Quando eu cheguei nessa parte, juro que eu não gostaria de reler essa história, porque não me faz bem até hoje. Tudo na vida passa e te fortalece, mas o desconforto e as marcas ficam para sempre lamentavelmente. Isso eu digo, não pelos problemas financeiros, mas pela questão sentimental que foi muito ferida. Sentimentos que machucam quando há mentiras, quando há desfavorecimento, por parte de quem não busca se defender, e julgamentos por quem não sabe, ou acha que sabe, o que aconteceu por ter ouvido apenas um lado das partes. Alguns familiares até me julgam, mas eu não me importo com eles e, sim, com a verdade e com Deus me olhando lá de cima e me abençoando todos os dias. Deus é sabedor de toda a verdade, e isso me basta e para meu pai também. O que eu sempre digo para meu pai é que poder se deitar no travesseiro com a alma limpa e a consciência tranquila é o que nos faz seguir em frente. 

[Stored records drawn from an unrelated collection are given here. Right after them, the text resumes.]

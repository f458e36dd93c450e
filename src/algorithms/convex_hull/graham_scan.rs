use tracing::{debug, trace};

use crate::data::{Hull, Point};
use crate::PolygonScalar;

// https://en.wikipedia.org/wiki/Graham_scan

/// What to do with input points that lie on an edge of the hull.
#[derive(Debug, Clone, Copy, PartialEq, Eq, Hash, Default)]
pub enum Collinear {
  /// Only corners are hull vertices. Every turn of the hull is strictly
  /// counter-clockwise.
  #[default]
  Exclude,
  /// Points on the boundary are kept as (straight-turn) vertices.
  Retain,
}

/// Configurable Graham scan.
///
/// ```rust
/// # use hullscan::algorithms::{Collinear, GrahamScan};
/// # use hullscan::data::Point;
/// let pts = vec![
///   Point::new([0, 0]),
///   Point::new([1, 0]),
///   Point::new([2, 0]),
///   Point::new([1, 1]),
/// ];
/// let strict = GrahamScan::new().compute(&pts);
/// assert_eq!(strict.len(), 3);
/// let retained = GrahamScan::new().collinear(Collinear::Retain).compute(&pts);
/// assert_eq!(retained.len(), 4);
/// ```
#[derive(Debug, Clone, Copy, PartialEq, Eq, Hash, Default)]
pub struct GrahamScan {
  collinear: Collinear,
}

impl GrahamScan {
  pub const fn new() -> GrahamScan {
    GrahamScan {
      collinear: Collinear::Exclude,
    }
  }

  #[must_use]
  pub fn collinear(self, collinear: Collinear) -> GrahamScan {
    GrahamScan { collinear }
  }

  // Properties:
  //    No panics.
  //    All results pass Hull::validate_weakly (Hull::validate for Collinear::Exclude).
  //    No points are outside the resulting hull.
  /// $O(n \log n)$ Convex hull of a set of points.
  ///
  /// The input is only borrowed. Empty, coincident and colinear inputs produce
  /// hulls with zero, one and two vertices respectively. A colinear input is
  /// reduced to its two extreme points regardless of [`Collinear`].
  pub fn compute<T>(&self, pts: &[Point<T, 2>]) -> Hull<T>
  where
    T: PolygonScalar,
  {
    let anchor = match pts.iter().min_by(|a, b| a.cmp_lowest(b)) {
      Some(anchor) => anchor.clone(),
      None => {
        debug!("empty point set");
        return Hull::new_unchecked(Vec::new());
      }
    };

    let mut rest: Vec<Point<T, 2>> = pts.iter().filter(|pt| **pt != anchor).cloned().collect();
    rest.sort_by(|a, b| {
      anchor
        .cmp_polar_angle(a, b)
        .then_with(|| anchor.cmp_distance_to(a, b))
    });
    // Copies sort next to each other.
    rest.dedup();

    let last = match rest.last() {
      Some(last) => last.clone(),
      None => {
        debug!(points = pts.len(), "all points coincide");
        return Hull::new_unchecked(vec![anchor]);
      }
    };
    // The first and the last ray around the anchor coincide only when every
    // point lies on it.
    if anchor.orientation(&rest[0], &last).is_colinear() {
      debug!(points = pts.len(), "all points are colinear");
      return Hull::new_unchecked(vec![anchor, last]);
    }

    // Points on the closing edge have to be visited from the far end.
    if self.collinear == Collinear::Retain {
      let run = rest
        .iter()
        .rev()
        .take_while(|pt| anchor.orientation(pt, &last).is_colinear())
        .count();
      let len = rest.len();
      rest[len - run..].reverse();
    }

    let mut stack: Vec<Point<T, 2>> = Vec::with_capacity(rest.len() + 1);
    stack.push(anchor);
    for pt in rest {
      while let [.., second, top] = stack.as_slice() {
        let turn = second.orientation(top, &pt);
        let keep = match self.collinear {
          Collinear::Exclude => turn.is_ccw(),
          Collinear::Retain => !turn.is_cw(),
        };
        if keep {
          break;
        }
        trace!(?top, ?turn, "pop");
        stack.pop();
      }
      stack.push(pt);
    }

    debug!(points = pts.len(), vertices = stack.len(), "hull computed");
    Hull::new_unchecked(stack)
  }
}

/// $O(n \log n)$ Convex hull of a set of points.
///
/// [Graham scan][wiki] algorithm for finding the smallest convex polygon which
/// contains all the given points. Points on the edges of the hull are dropped, see
/// [`GrahamScan`] for keeping them.
///
/// # Properties
/// * No points from the input set will be outside the returned hull.
/// * All vertices of the hull are from the input set.
/// * Vertices are listed counter-clockwise starting at the lowest (then leftmost)
///   point and every turn is strictly counter-clockwise.
///
/// # Examples
///
/// ```rust
/// # use hullscan::algorithms::convex_hull;
/// # use hullscan::data::Point;
/// let empty_set: Vec<Point<i32, 2>> = vec![];
/// assert!(convex_hull(&empty_set).is_empty());
///
/// let dups = vec![Point::new([0, 0])].repeat(3);
/// assert_eq!(convex_hull(&dups).points(), &[Point::new([0, 0])]);
/// ```
///
/// [wiki]: https://en.wikipedia.org/wiki/Graham_scan
pub fn convex_hull<T>(pts: &[Point<T, 2>]) -> Hull<T>
where
  T: PolygonScalar,
{
  GrahamScan::new().compute(pts)
}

    O que foi esperado uma vida toda nunca aconteceu: o pedido de perdão por parte desse familiar. Meu pai mesmo assim perdoou, mas de uma coisa eu tenho certeza, os julgamentos por parte de familiares ele não esquece; as mentiras em volta dessa história também não. O perdão aconteceu, mas as lembranças nunca se apagam. Esse capítulo do livro para mim é muito especial, parece que escrevendo eu consigo amenizar o sentimento vivido por mais de 30 anos.
E não sei se é ironia do destino ou não, mas até meu relacionamento começou de uma forma que envolvia essa história, mas graças a Deus meu esposo, desde que me conheceu, tinha certeza de que eu tinha muito ainda para sonhar e ser feliz e ele é meu maior incentivador de tudo o que eu faço, principalmente na escrita desse livro. Eu sempre acreditei muito em Deus, Deus é tão bom e justo, e nos coloca pessoas boas em nossas vidas, e colocou em minha vida a melhor pessoa que podia ser. O que me deixa muito feliz também é que hoje meus pais estão bem, meu irmão tem uma família linda, uma baita profissão, ou seja, sobrevivemos a tudo e vivemos hoje com muita gratidão.